Vermont is a wonderful place to live for many reasons—clean air, open space, small town charm—but it also offers its challenges, especially in the winter.  Anyone who has spent considerable time in Vermont and lived through a winter can recognize the trouble! It’s frigid, windy, dark, wet, and long.

While many of us might feel a bit starved for sunlight or warmth during the winter months, for some people, the seasons can have a dramatic effect: seasonal affective disorder, or SAD, is a condition that can have a tremendous impact on a person’s well-being. SAD is a form of depression that comes and goes depending on the time of year. Spring-onset SAD—a type of SAD that starts in the spring and goes away in the fall and winter—can truly impact someone’s life, though it is much less common than the most common form, fall-onset SAD, a type of SAD that starts in late fall and goes away in the spring and summer.

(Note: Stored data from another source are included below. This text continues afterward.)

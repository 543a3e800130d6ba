//! Classification definition
//!
//!     The definition parameterizes every operation in this crate: which levels
//!     exist and how they rank, which required tags, groups and subgroups may
//!     appear, and how each is spelled. It is produced by the platform's
//!     configuration endpoint and arrives here as a [`DefinitionDocument`]
//!     (see [loader](crate::c12n::loader) for the YAML/JSON entry points).
//!
//!     [`Definition::new`] compiles a document once: every name is normalized
//!     (upper case, collapsed whitespace), lookup tables are built per category,
//!     group references are resolved to canonical short names and the document is
//!     checked for internal consistency. The compiled value is immutable and can be
//!     shared freely between threads.

use crate::c12n::error::DefinitionError;
use crate::c12n::formatting::Style;
use crate::c12n::parsing;
use crate::c12n::parts::Parts;
use crate::c12n::resolver::{normalize_token, Category, NameTable};
use serde::{Deserialize, Serialize};
use std::collections::BTreeMap;

/// Rendered in place of a level that resolved to nothing.
pub const INVALID_LEVEL: &str = "INVALID";

fn enabled() -> bool {
    true
}

/// Raw definition as served by the configuration endpoint.
#[derive(Debug, Clone, Serialize, Deserialize)]
pub struct DefinitionDocument {
    #[serde(default = "enabled")]
    pub enforce: bool,
    #[serde(default)]
    pub dynamic_groups: bool,
    #[serde(default)]
    pub levels: Vec<LevelDefinition>,
    #[serde(default)]
    pub required: Vec<RequiredDefinition>,
    #[serde(default)]
    pub groups: Vec<GroupDefinition>,
    #[serde(default)]
    pub subgroups: Vec<SubgroupDefinition>,
    pub restricted: String,
    pub unrestricted: String,
}

#[derive(Debug, Clone, PartialEq, Eq, Serialize, Deserialize)]
pub struct LevelDefinition {
    pub name: String,
    pub short_name: String,
    /// Rank; higher is more restrictive.
    pub lvl: u32,
    #[serde(default)]
    pub aliases: Vec<String>,
    #[serde(default)]
    pub description: String,
}

#[derive(Debug, Clone, PartialEq, Eq, Serialize, Deserialize)]
pub struct RequiredDefinition {
    pub name: String,
    pub short_name: String,
    #[serde(default)]
    pub aliases: Vec<String>,
    #[serde(default)]
    pub description: String,
    /// Rendered in the release clause instead of the required clause.
    #[serde(default)]
    pub is_required_group: bool,
    /// Minimum level rank a marking carrying this tag must have.
    #[serde(default)]
    pub require_lvl: Option<u32>,
}

#[derive(Debug, Clone, PartialEq, Eq, Serialize, Deserialize)]
pub struct GroupDefinition {
    pub name: String,
    pub short_name: String,
    #[serde(default)]
    pub aliases: Vec<String>,
    #[serde(default)]
    pub description: String,
    #[serde(default)]
    pub auto_select: bool,
    /// Replaces `REL TO <group>` when this is the only group in a marking.
    #[serde(default)]
    pub solitary_display_name: Option<String>,
}

#[derive(Debug, Clone, PartialEq, Eq, Serialize, Deserialize)]
pub struct SubgroupDefinition {
    pub name: String,
    pub short_name: String,
    #[serde(default)]
    pub aliases: Vec<String>,
    #[serde(default)]
    pub description: String,
    #[serde(default)]
    pub auto_select: bool,
    #[serde(default)]
    pub require_group: Option<String>,
    #[serde(default)]
    pub limited_to_group: Option<String>,
}

/// Compiled, validated definition.
#[derive(Debug, Clone)]
pub struct Definition {
    enforce: bool,
    dynamic_groups: bool,
    /// Ascending rank.
    levels: Vec<LevelDefinition>,
    required: BTreeMap<String, RequiredDefinition>,
    groups: BTreeMap<String, GroupDefinition>,
    subgroups: BTreeMap<String, SubgroupDefinition>,
    level_names: NameTable,
    required_names: NameTable,
    group_names: NameTable,
    subgroup_names: NameTable,
    restricted: String,
    unrestricted: String,
}

/// Normalize and check one declared spelling.
fn spelling(category: Category, raw: &str) -> Result<String, DefinitionError> {
    let name = normalize_token(raw);
    if name.is_empty() {
        return Err(DefinitionError::EmptyName { category });
    }
    if name.contains('/') || name.contains(',') {
        return Err(DefinitionError::ReservedCharacter { category, name });
    }
    Ok(name)
}

fn spellings(category: Category, raw: &[String]) -> Result<Vec<String>, DefinitionError> {
    raw.iter().map(|alias| spelling(category, alias)).collect()
}

/// Register long, short and alias spellings of one entry.
fn register(
    table: &mut NameTable,
    category: Category,
    name: &str,
    short_name: &str,
    aliases: &[String],
) -> Result<(), DefinitionError> {
    table.insert(category, name, short_name)?;
    for alias in aliases {
        table.insert_alias(alias, short_name);
    }
    Ok(())
}

fn group_reference(
    groups: &NameTable,
    subgroup: &str,
    reference: Option<String>,
) -> Result<Option<String>, DefinitionError> {
    let Some(raw) = reference else {
        return Ok(None);
    };
    let token = normalize_token(&raw);
    match groups.resolve(&token) {
        Some(short) => Ok(Some(short.to_string())),
        None => Err(DefinitionError::UnknownGroupReference {
            subgroup: subgroup.to_string(),
            group: raw,
        }),
    }
}

impl Definition {
    /// Compile and validate a definition document.
    pub fn new(document: DefinitionDocument) -> Result<Self, DefinitionError> {
        let DefinitionDocument {
            enforce,
            dynamic_groups,
            levels,
            required,
            groups,
            subgroups,
            restricted,
            unrestricted,
        } = document;

        if levels.is_empty() {
            return Err(DefinitionError::NoLevels);
        }

        let mut level_names = NameTable::default();
        let mut compiled_levels = Vec::with_capacity(levels.len());
        for level in levels {
            let level = LevelDefinition {
                name: spelling(Category::Level, &level.name)?,
                short_name: spelling(Category::Level, &level.short_name)?,
                aliases: spellings(Category::Level, &level.aliases)?,
                ..level
            };
            register(
                &mut level_names,
                Category::Level,
                &level.name,
                &level.short_name,
                &level.aliases,
            )?;
            compiled_levels.push(level);
        }
        compiled_levels.sort_by_key(|level| level.lvl);
        if let Some(pair) = compiled_levels
            .windows(2)
            .find(|pair| pair[0].lvl == pair[1].lvl)
        {
            return Err(DefinitionError::DuplicateRank {
                rank: pair[0].lvl,
                first: pair[0].name.clone(),
                second: pair[1].name.clone(),
            });
        }

        let mut required_names = NameTable::default();
        let mut compiled_required = BTreeMap::new();
        for tag in required {
            let tag = RequiredDefinition {
                name: spelling(Category::Required, &tag.name)?,
                short_name: spelling(Category::Required, &tag.short_name)?,
                aliases: spellings(Category::Required, &tag.aliases)?,
                ..tag
            };
            register(
                &mut required_names,
                Category::Required,
                &tag.name,
                &tag.short_name,
                &tag.aliases,
            )?;
            compiled_required.insert(tag.short_name.clone(), tag);
        }

        let mut group_names = NameTable::default();
        let mut compiled_groups = BTreeMap::new();
        for group in groups {
            let solitary_display_name = group
                .solitary_display_name
                .as_deref()
                .map(|name| spelling(Category::Group, name))
                .transpose()?;
            let group = GroupDefinition {
                name: spelling(Category::Group, &group.name)?,
                short_name: spelling(Category::Group, &group.short_name)?,
                aliases: spellings(Category::Group, &group.aliases)?,
                solitary_display_name,
                ..group
            };
            register(
                &mut group_names,
                Category::Group,
                &group.name,
                &group.short_name,
                &group.aliases,
            )?;
            compiled_groups.insert(group.short_name.clone(), group);
        }
        // Solitary names are printed, so they must parse back.
        for group in compiled_groups.values() {
            if let Some(solitary) = &group.solitary_display_name {
                group_names.insert_alias(solitary, &group.short_name);
            }
        }

        let mut subgroup_names = NameTable::default();
        let mut compiled_subgroups = BTreeMap::new();
        for subgroup in subgroups {
            let name = spelling(Category::Subgroup, &subgroup.name)?;
            let require_group = group_reference(&group_names, &name, subgroup.require_group)?;
            let limited_to_group =
                group_reference(&group_names, &name, subgroup.limited_to_group)?;
            let subgroup = SubgroupDefinition {
                name,
                short_name: spelling(Category::Subgroup, &subgroup.short_name)?,
                aliases: spellings(Category::Subgroup, &subgroup.aliases)?,
                require_group,
                limited_to_group,
                ..subgroup
            };
            register(
                &mut subgroup_names,
                Category::Subgroup,
                &subgroup.name,
                &subgroup.short_name,
                &subgroup.aliases,
            )?;
            compiled_subgroups.insert(subgroup.short_name.clone(), subgroup);
        }

        let definition = Definition {
            enforce,
            dynamic_groups,
            levels: compiled_levels,
            required: compiled_required,
            groups: compiled_groups,
            subgroups: compiled_subgroups,
            level_names,
            required_names,
            group_names,
            subgroup_names,
            restricted,
            unrestricted,
        };

        for (field, marking) in [
            ("restricted", &definition.restricted),
            ("unrestricted", &definition.unrestricted),
        ] {
            if !parsing::parse(marking, &definition).level().is_valid() {
                return Err(DefinitionError::InvalidDefaultMarking {
                    field,
                    marking: marking.clone(),
                });
            }
        }

        tracing::debug!(
            levels = definition.levels.len(),
            required = definition.required.len(),
            groups = definition.groups.len(),
            subgroups = definition.subgroups.len(),
            dynamic_groups,
            enforce,
            "compiled classification definition"
        );

        Ok(definition)
    }

    /// Whether access checks are enforced at all.
    pub fn enforce(&self) -> bool {
        self.enforce
    }

    /// Whether unknown release tokens become ad-hoc groups.
    pub fn dynamic_groups(&self) -> bool {
        self.dynamic_groups
    }

    /// Levels in ascending rank order.
    pub fn levels(&self) -> impl Iterator<Item = &LevelDefinition> {
        self.levels.iter()
    }

    pub fn required_tags(&self) -> impl Iterator<Item = &RequiredDefinition> {
        self.required.values()
    }

    pub fn groups(&self) -> impl Iterator<Item = &GroupDefinition> {
        self.groups.values()
    }

    pub fn subgroups(&self) -> impl Iterator<Item = &SubgroupDefinition> {
        self.subgroups.values()
    }

    pub fn level(&self, short_name: &str) -> Option<&LevelDefinition> {
        self.levels
            .iter()
            .find(|level| level.short_name == short_name)
    }

    pub fn required_tag(&self, short_name: &str) -> Option<&RequiredDefinition> {
        self.required.get(short_name)
    }

    pub fn group(&self, short_name: &str) -> Option<&GroupDefinition> {
        self.groups.get(short_name)
    }

    pub fn subgroup(&self, short_name: &str) -> Option<&SubgroupDefinition> {
        self.subgroups.get(short_name)
    }

    /// Groups added whenever any group is selected.
    pub fn auto_select_groups(&self) -> impl Iterator<Item = &str> {
        self.groups
            .values()
            .filter(|group| group.auto_select)
            .map(|group| group.short_name.as_str())
    }

    /// Subgroups added whenever any subgroup is selected.
    pub fn auto_select_subgroups(&self) -> impl Iterator<Item = &str> {
        self.subgroups
            .values()
            .filter(|subgroup| subgroup.auto_select)
            .map(|subgroup| subgroup.short_name.as_str())
    }

    /// Lowest level whose rank is at least `rank`.
    pub fn lowest_level_at_least(&self, rank: u32) -> Option<&LevelDefinition> {
        self.levels.iter().find(|level| level.lvl >= rank)
    }

    /// Display text for a level rank, or `INVALID` when no level has that rank.
    pub fn level_text(&self, rank: u32, style: Style, mobile: bool) -> &str {
        let style = style.effective(mobile);
        match self.levels.iter().find(|level| level.lvl == rank) {
            Some(level) if style == Style::Long => &level.name,
            Some(level) => &level.short_name,
            None => INVALID_LEVEL,
        }
    }

    pub(crate) fn table(&self, category: Category) -> &NameTable {
        match category {
            Category::Level => &self.level_names,
            Category::Required => &self.required_names,
            Category::Group => &self.group_names,
            Category::Subgroup => &self.subgroup_names,
        }
    }

    /// Resolve any spelling (case-insensitive) to its canonical short name.
    pub fn resolve(&self, category: Category, token: &str) -> Option<&str> {
        self.table(category).resolve(&normalize_token(token))
    }

    /// Render a canonical short name in the requested style.
    ///
    /// Names the definition does not know (dynamic groups) render as themselves.
    pub fn display_name<'a>(
        &'a self,
        category: Category,
        canonical: &'a str,
        style: Style,
    ) -> &'a str {
        match style {
            Style::Long => self.table(category).long_name(canonical).unwrap_or(canonical),
            Style::Short => canonical,
        }
    }

    /// Default marking for restricted content.
    pub fn restricted(&self) -> Parts {
        parsing::parse(&self.restricted, self)
    }

    /// Default marking for unrestricted content.
    pub fn unrestricted(&self) -> Parts {
        parsing::parse(&self.unrestricted, self)
    }
}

Individuals with fall-onset SAD might notice increased appetite, especially for starchy and sweet foods; low energy; increased sleep; weight gain; hypersensitivity to rejection; feeling of heavy arms and legs; and irritability. Dr. Steve Sobel of NCSS says that individuals experiencing these symptoms often have to distinguish their feelings from other possible triggers in the season, such as the holidays, which can be a real stressor for many. There are plenty of things in everyday life that can make us feel blue from time to time, or make us want to indulge in carb-heavy meals and sweet treats; but if an individual experiences these symptoms for days at a time, they should not be tempted to brush them off. Like with other forms of depression, SAD can worsen if not treated.
A primary care provider can be a great resource; depending on the severity of the symptoms, varying treatments are available. For mild symptoms, phototherapy (light therapy), talk therapy, and lifestyle changes can be effective. Talk therapy can be helpful in managing symptoms, and individuals might be less likely to experience SAD in the future. Being diagnosed with depression with a seasonal pattern might indicate that an individual is more likely to experience SAD year after year; it doesn’t guarantee it. For those whose symptoms are having a pronounced and significant impact on daily life, medication, along with other treatments, might be considered.

There are several lifestyle changes—some of them small—that can improve symptoms associated with SAD.

1.       Try to go for a walk during the day. Even if it is cloudy and cold outside, outdoor light can help.

2.       Expose yourself to as much sunlight as possible. If you have a window in your office, open up the curtains or blinds. If you work on a desk at home, try to move your desk closer to the window to soak up as much light as possible.

3.       Incorporate exercise into your daily routine. Exercise is beneficial on so many levels; it can increase self-esteem, relieve stress, and help you sleep, all of which can reduce SAD symptoms.

It’s not always easy to work up the energy to go for a walk or get outside when it’s blustery and cold. Good news is, spring is right around the corner!